I don’t know how this old-timer hooked and reeled me in, but I’ve been ensnared and still do not know the formula in which he accomplished it. I still stumble, but do so less now. I am a gang-junkie and the only treatment afforded to us is a scholarship to prison or an early grave. The Reverend is like the soldier on the battlefield who sees me get riddled with slugs by the enemies, and still refuses to leave me behind. What kind of comrade does this? Only my ‘Bigg Homies’ have done this. The rest already exist in permanent absence and there is nothing I can proffer except my pleas to the Almighty to bless their souls.

On the 5th of November, 2010, I was invited to an exquisite dinner at the Starkey Mansion hosted by Dr. Lloyd Lewan and Mary Louise Starkey.  I was given a black suit to wear, a tie and white shirt. I looked pretty good but it was an honor that I believed I didn’t even truly deserve.

Upon arrival, I quickly became introduced to a quality of life, elegance and etiquette that is alien to my own polarized concept of how this immense world functions. Our host, the First Lady of Service, Ms. Mary Louise Starkey welcomed us and orchestrated the event like a highly skillful symphony composer. It was a nine course feast; many of the foods were new. Their Chef had formerly served 3 Presidents, a Vice President, and Queen Noor in his long career.  During the course of the evening we were invited to participate in what she calls mirrored service with her service students (Starkey International Institute for Household Management), tales of etiquette and their historical origin, and to in turn answer the question, “Tell your story of coming from a great famine to a wonderful life feast.”  She challenged those of us in attendance to share our truths, our highs and our lows that we have encountered through prison and the course of our lives We (those who have partaken of the same grim cup of experience) were treated as equals.

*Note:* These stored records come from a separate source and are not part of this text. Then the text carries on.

//! Specialized comparison strategies.
//!
//! Every comparer implements [`EqualityStrategy`]. Containers are generic
//! over their element strategy, so the unrolled loops, the raw-memory paths
//! and the map comparer all compose with any element comparer: a
//! nullable-value list is a list comparer over an [`OptionComparer`], a
//! reference list is a list comparer over a [`ReferenceComparer`].

mod composite;
mod map;
mod memory;
mod nullable;
mod reference;
mod scalar;
mod sequence;

pub use composite::{CompositeBuilder, CompositeComparer};
pub use map::{MapAccess, MapComparer};
pub use memory::{EnumArrayComparer, EquatableArrayComparer, FixedLayoutArrayComparer};
pub use nullable::OptionComparer;
pub use reference::{
    BoxComparer, RefCellComparer, ReferenceComparer, SharedPointer, WeakComparer,
};
pub use scalar::{DiscriminantComparer, FloatComparer, FloatBits, ScalarComparer};
pub use sequence::{equals_slices, hash_slice, IterComparer, SequenceAccess, SliceComparer};

use crate::classify::TypeShape;
use crate::context::EqualityContext;
use crate::error::UnsupportedReason;
use crate::hash::{avalanche, fold};
use crate::synth::StrategyDescriptor;
use crate::StructuralError;

/// Pairwise equality and hashing for one type.
///
/// Implementations must keep `equals(x, y) ⇒ hash(x) == hash(y)`.
pub trait EqualityStrategy<T>: Send + Sync {
    fn equals(&self, x: &T, y: &T, cx: &mut EqualityContext) -> bool;

    fn hash(&self, x: &T, cx: &mut EqualityContext) -> u64;

    /// Fold `x` into a running hash.
    ///
    /// A nested hash is avalanched first: it was built with the same [`fold`]
    /// as its parent, and folding it back in unmixed can cancel the parent's
    /// state. Scalar comparers override this with a plain [`fold`].
    /// Strategies for values that can be absent override it to contribute
    /// the null sentinel instead of a hash.
    #[inline]
    fn fold_into(&self, hash: u64, x: &T, cx: &mut EqualityContext) -> u64 {
        fold(hash, avalanche(self.hash(x, cx)))
    }
}

/// Boxed strategy, as stored in a compiled comparer.
pub type Strategy<T> = Box<dyn EqualityStrategy<T>>;

impl<T, S: EqualityStrategy<T> + ?Sized> EqualityStrategy<T> for Box<S> {
    #[inline]
    fn equals(&self, x: &T, y: &T, cx: &mut EqualityContext) -> bool {
        (**self).equals(x, y, cx)
    }

    #[inline]
    fn hash(&self, x: &T, cx: &mut EqualityContext) -> u64 {
        (**self).hash(x, cx)
    }

    #[inline]
    fn fold_into(&self, hash: u64, x: &T, cx: &mut EqualityContext) -> u64 {
        (**self).fold_into(hash, x, cx)
    }
}

type EqFn<T> = Box<dyn Fn(&T, &T) -> bool + Send + Sync>;
type HashFn<T> = Box<dyn Fn(&T) -> u64 + Send + Sync>;

/// Strategy built from a pair of closures.
///
/// Used to plug custom key or value comparison into a [`MapComparer`]. The
/// closures must keep the equals/hash contract themselves.
pub struct FnStrategy<T> {
    eq: EqFn<T>,
    hash: HashFn<T>,
}

impl<T> FnStrategy<T> {
    pub fn new(
        eq: impl Fn(&T, &T) -> bool + Send + Sync + 'static,
        hash: impl Fn(&T) -> u64 + Send + Sync + 'static,
    ) -> Self {
        Self {
            eq: Box::new(eq),
            hash: Box::new(hash),
        }
    }
}

impl<T> EqualityStrategy<T> for FnStrategy<T> {
    fn equals(&self, x: &T, y: &T, _cx: &mut EqualityContext) -> bool {
        (self.eq)(x, y)
    }

    fn hash(&self, x: &T, _cx: &mut EqualityContext) -> u64 {
        (self.hash)(x)
    }
}

/// Error for a strategy builder handed a plan it cannot build.
pub fn shape_mismatch(plan: &StrategyDescriptor) -> StructuralError {
    StructuralError::unsupported(
        plan.type_name(),
        UnsupportedReason::ShapeMismatch {
            shape: plan.shape(),
        },
    )
}

/// Check that `plan` has one of the `accepted` shapes.
pub fn expect_shape(
    plan: &StrategyDescriptor,
    accepted: &[TypeShape],
) -> Result<(), StructuralError> {
    if accepted.contains(&plan.shape()) {
        Ok(())
    } else {
        Err(shape_mismatch(plan))
    }
}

The words and views we shared were weighed with value, not with condescension. I elicited many genuine smiles that night because I was not perceived as the individual I have been in the former days. I was “a young man.” I was a civilian. I have been an urban politician and an uncompromising soldier for over sixteen years and I have grown tired of such nonsense now. I was happy to not have to put on a façade for this occasion. I was happy to simply be myself and be classified as a young man.

My spiritual essence is now what hinders me from relapsing back into gang mayhem. I love life. I respect life. I love and respect my freedom as well. I still don’t know how the Reverend ‘got’ me. I believed to be one among a dying breed, to be too obdurate and irresolute to change. He reeled me out of that murky water and I have been nursed back to becoming able to breathe oxygen that is free of the contaminants that will insure my spiritual and carnal death. He is a dying breed; possibly the Denver city’s progeny of gang advocacy. He has made significant progress…he was able to influence me.